Theo watched the flame in his palm flow and twist at a thought.
In the books, Dumbledore had showcased fire more than once—the most unforgettable being that apocalyptic Fire-God's Path. It looked like a fusion of Transfiguration and flame magic, and its power was monstrous. In his duel with Voldemort, both of them had shaped fire as if it were clay.
At that level, weaving Transfiguration into other branches wasn't flair—it was fundamentals.
Theo, even with Seven-Apertures Heart backing his learning, was still far from that league. Under normal circumstances—and ignoring any future rewards—it would take him a long time to reach it.
But with Smooth-Fire, At-Will, he might have a shortcut—at least in the domain of flame.
The ember in his hand began to fade. He flicked his staff.
"Incendio."
This time, the spell felt effortless, and the output was plainly stronger. Yet the moment the fire burst forth, it behaved like a river yanked by gravity and slid back into Theo's palm, where it coiled into serpents and dragons, reshaping at his whim.
From a distance, it did look a little like the way Dumbledore and Voldemort played with fire.
Theo shook his head, unsatisfied.
"Looks the part, but it's just shape. Parlour tricks. If I only want damage, I could just throw the flame as is."
"Those two made their Transfigured fire hit harder than standard charms… so what am I missing?"
Possibilities flickered through his mind before a hypothesis settled.
"The shape isn't the key; density is. Transfiguration lets the fire pack—makes it tighter, meaner."
"Think of Fiendfyre: the monsters inside it are fire compressed into form, so the bits that congeal hit much harder than the loose tongues around them."
"So—what if I do the same? Make my fire condense."
He gave the blaze in his palm a silent order.
"Coalesce."
The roaring flame responded at once, pulling inward as if a fist clenched around it. The volume shrank; the heat concentrated. Its colour shifted from red to orange-gold, then to a glare edging toward white.
By the time an Incendio's worth of fire had compacted to a fist-sized orb, the temperature felt nearly doubled.
For the first time, even Theo's Copper Skin & Iron Bones registered a prickle of threat. He might shrug off common water and mundane flame, but this little sun was inching past "mundane." It wouldn't kill him—but it would hurt.
Drop that on a troll and you'd burn a fist-wide tunnel through the brute.
Theo finally smiled. "Fireball. Now that's a wizard's proper side-arm. A wizard who can't lob fireballs is living an incomplete life."
He wasn't done.
Wind and fire were a natural pair in any world. What would Windriding plus Smooth-Fire, At-Will look like together?
Wind feeds fire; fire sharpens wind. The result should spike multiplicatively. He was still a long way from a true Fire-God's Path, but as a trump card?
Absolutely.
He was just about to try when his brow creased. Faint clamour drifted from far off—and the floor… trembled?
From deep underground, like an echo through bedrock, came something that could only be described as a dragon's distant roar.
Theo's head snapped toward the sound.
"That direction is—Gringotts?!"
In the original timeline, Voldemort (riding Quirrell) slipped into Gringotts a month earlier—and it hadn't shaken the street. But a month ago Theo had brow-beaten goblins in public; Gringotts had since tightened security, convinced a dangerous wizard was probing them.
"Has Voldemort been waiting—and picked the last days before term?"
Theo's nose wrinkled. Even without Windriding, a sour, rancid reek rode the breeze—rot, and something meaner beneath it.
He strode from the workroom. Mr Ollivander, pale and rattled, was already at the door.
"What's happening?" Theo asked.
"Someone's breaking into Gringotts!" Ollivander's voice shook. "And it isn't just that—there are hordes of Inferi near the bank. A sweetshop down the lane is running a promotion—crowded with witches and wizards, children among them.

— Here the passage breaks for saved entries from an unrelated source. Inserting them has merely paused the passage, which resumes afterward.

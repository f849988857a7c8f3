//! Slide-in settings sidebar and the "reset all preferences" action.

#[cfg(test)]
#[path = "settings_test.rs"]
mod settings_test;

use crate::components::font::FontController;
use crate::components::palette::PaletteController;
use crate::components::theme::ThemeController;
use crate::config::{ResetValues, UiConfig};
use crate::dom::{Document, EventKind, UiEvent};
use crate::state::prefs::{FONT_KEY, PALETTE_KEY, THEME_KEY};
use crate::util::storage::PreferenceStore;

/// Controllers the reset action re-applies defaults through.
pub struct Preferences<'a, N> {
    pub theme: &'a mut ThemeController,
    pub font: &'a mut FontController<N>,
    pub palette: &'a mut PaletteController,
}

#[derive(Clone, Debug)]
pub struct SettingsPanel<N> {
    sidebar_id: String,
    open_id: String,
    close_id: String,
    reset_id: String,
    closed_class: String,
    reset_values: ResetValues,
    sidebar: Option<N>,
}

impl<N: Clone> SettingsPanel<N> {
    pub fn new(config: &UiConfig) -> Self {
        Self {
            sidebar_id: config.elements.settings_sidebar.clone(),
            open_id: config.elements.settings_open.clone(),
            close_id: config.elements.settings_close.clone(),
            reset_id: config.elements.settings_reset.clone(),
            closed_class: config.classes.panel_closed.clone(),
            reset_values: config.reset.clone(),
            sidebar: None,
        }
    }

    /// Bind whichever of the open/close/reset controls exist.
    pub fn init<D: Document<Node = N>>(&mut self, doc: &D) {
        self.sidebar = doc.by_id(&self.sidebar_id);

        let bindings = [
            (&self.open_id, UiEvent::ToggleSettings),
            (&self.close_id, UiEvent::CloseSettings),
            (&self.reset_id, UiEvent::ResetSettings),
        ];
        for (id, event) in bindings {
            match doc.by_id(id) {
                Some(control) => doc.listen(&control, EventKind::Click, event),
                None => log::debug!("settings: no #{id} on page"),
            }
        }
    }

    /// Slide the sidebar in or out.
    pub fn toggle<D: Document<Node = N>>(&self, doc: &D) {
        if let Some(sidebar) = &self.sidebar {
            doc.toggle_class(sidebar, &self.closed_class);
        }
    }

    /// Slide the sidebar out.
    pub fn close<D: Document<Node = N>>(&self, doc: &D) {
        if let Some(sidebar) = &self.sidebar {
            doc.set_class(sidebar, &self.closed_class, true);
        }
    }

    /// Forget stored preferences, then apply and re-persist the reset values.
    pub fn reset<D: Document<Node = N>>(&self, doc: &D, store: &dyn PreferenceStore, prefs: Preferences<'_, N>) {
        store.remove(THEME_KEY);
        store.remove(FONT_KEY);
        store.remove(PALETTE_KEY);

        let values = &self.reset_values;
        prefs.theme.set_theme(doc, store, values.theme);
        prefs.font.set_font(doc, store, &values.font);
        prefs.palette.set_palette(doc, store, &values.palette);
        log::info!("settings: preferences reset");
    }
}
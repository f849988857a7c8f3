//! Preference value types shared by the controllers.
//!
//! DESIGN
//! ======
//! Each controller owns its current value in memory; these modules only
//! define the value types and their storage encoding.

pub mod prefs;
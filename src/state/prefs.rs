#[cfg(test)]
#[path = "prefs_test.rs"]
mod prefs_test;

use serde::Deserialize;

/// Storage key for the theme preference.
pub const THEME_KEY: &str = "theme";
/// Storage key for the font preference.
pub const FONT_KEY: &str = "font";
/// Storage key for the palette preference.
pub const PALETTE_KEY: &str = "palette";

/// Light or dark page mode.
#[derive(Clone, Copy, Debug, Default, PartialEq, Eq, Deserialize)]
#[serde(rename_all = "lowercase")]
pub enum Theme {
    #[default]
    Light,
    Dark,
}

impl Theme {
    /// Decode a stored value. Anything other than `"dark"` reads as light.
    pub fn parse(raw: &str) -> Self {
        if raw == "dark" { Self::Dark } else { Self::Light }
    }

    pub fn as_str(self) -> &'static str {
        match self {
            Self::Light => "light",
            Self::Dark => "dark",
        }
    }

    pub fn toggled(self) -> Self {
        match self {
            Self::Light => Self::Dark,
            Self::Dark => Self::Light,
        }
    }
}

/// A named color triple applied as the page accent colors.
#[derive(Clone, Debug, PartialEq, Eq, Deserialize)]
pub struct Palette {
    pub name: String,
    /// Primary, secondary, accent.
    pub colors: [String; 3],
}

impl Palette {
    pub fn new(name: &str, colors: [&str; 3]) -> Self {
        Self { name: name.to_string(), colors: colors.map(str::to_string) }
    }

    /// CSS background for this palette's swatch.
    pub fn gradient(&self) -> String {
        format!("linear-gradient(135deg, {})", self.colors.join(","))
    }
}

/// The built-in palette table, in swatch order.
pub fn builtin_palettes() -> Vec<Palette> {
    vec![
        Palette::new("indigo", ["#6366f1", "#8b5cf6", "#ec4899"]),
        Palette::new("ocean", ["#2563eb", "#0ea5e9", "#38bdf8"]),
        Palette::new("forest", ["#10b981", "#22c55e", "#14b8a6"]),
        Palette::new("sunset", ["#f97316", "#f59e0b", "#f43f5e"]),
        Palette::new("candy", ["#ec4899", "#a855f7", "#f472b6"]),
    ]
}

They're surrounded by those bloodthirsty constructs!"
"This is coordinated—the intruder wants the Ministry's Aurors fixed in place!"
"Merlin help us—who could be this depraved?!"
Theo's pupils knifed to pinpoints.
A sweetshop promotion? Hermione had… gone to queue for lemonade.
"We're farther from the commotion here—quickly, Theo, I'll get you out—" Ollivander began.
The rest died in his throat. A pressure rolled off Theo—metallic gold-bronze light filmed his skin, and the air itself seemed to bow. The old wand-maker felt, with sudden clarity, that he was standing beside something older and larger than a dragon.
"Master Ollivander," Theo said quietly, "protect yourself."
"My friend's out there. I'm going to get her."
He was gone between heartbeats.
Copper sinew unshackled; his speed snapped past human. Windriding turned the air from drag to current; rooftiles blurred under his feet as he arrowed toward the white-marble bank.
From a block away he could already see them: scores—no, hundreds—of lurching dead swarming the avenues around Gringotts.
Cold light slid across Theo's eyes. He drove harder, a dark streak racing along the roofline toward the storm.